What is being asked: Check each line of the entries below for the word "debug", and copy out the ones that have it.

********************

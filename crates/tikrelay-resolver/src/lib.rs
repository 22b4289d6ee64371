#![doc = include_str!("../README.md")]
#![deny(unsafe_code)]
#![deny(unused_crate_dependencies)]

mod attempt;
mod client;
mod error;
mod http;
mod models;
mod port;

// ============================================================================
// Public API
// ============================================================================

pub use attempt::{AttemptOutcome, RetryReason, classify_attempt, run_attempts};
pub use client::{DefaultTikwmClient, TikwmClient};
pub use error::{TikwmError, TikwmResult};
pub use http::{HttpBackend, ReqwestBackend};

#[cfg(test)]
use tokio as _;
#[cfg(test)]
use tokio_test as _;
//! tikwm client: one resolve call, bounded retries.

use tikrelay_core::{RelaySettings, ResolutionResult, SourceUrl};
use tracing::debug;

use crate::attempt::run_attempts;
use crate::error::TikwmResult;
use crate::http::{HttpBackend, ReqwestBackend};
use crate::models::TikwmConfig;

// ============================================================================
// Type Aliases
// ============================================================================

/// Default tikwm client using the reqwest HTTP backend.
pub type DefaultTikwmClient = TikwmClient<ReqwestBackend>;

// ============================================================================
// Client
// ============================================================================

/// Client for the tikwm resolution API.
///
/// Generic over the HTTP backend so the retry behaviour can be exercised
/// without a network. Use [`DefaultTikwmClient`] in production code.
pub struct TikwmClient<B: HttpBackend> {
    pub(crate) backend: B,
    pub(crate) config: TikwmConfig,
}

impl DefaultTikwmClient {
    /// Create a client on top of a shared `reqwest::Client`.
    ///
    /// Fails only if the configured endpoint is not a valid URL.
    pub fn new(settings: &RelaySettings, http: reqwest::Client) -> TikwmResult<Self> {
        Ok(Self {
            backend: ReqwestBackend::new(http),
            config: TikwmConfig::from_settings(settings)?,
        })
    }
}

impl<B: HttpBackend> TikwmClient<B> {
    /// Create a client with a custom backend.
    pub fn with_backend(settings: &RelaySettings, backend: B) -> TikwmResult<Self> {
        Ok(Self {
            backend,
            config: TikwmConfig::from_settings(settings)?,
        })
    }

    /// Resolve `source`, making up to `max_retries` calls.
    pub async fn resolve_with_retries(&self, source: &SourceUrl) -> TikwmResult<ResolutionResult> {
        let url = self.config.resolve_url(source.as_str());
        debug!(target: "tikrelay.resolver", source = %source, "Resolving source URL");

        run_attempts(self.config.max_retries, |_| {
            self.backend.get(&url, self.config.timeout)
        })
        .await
    }
}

********************

Solved problem:
use tracing::debug;
        debug!(target: "tikrelay.resolver", source = %source, "Resolving source URL");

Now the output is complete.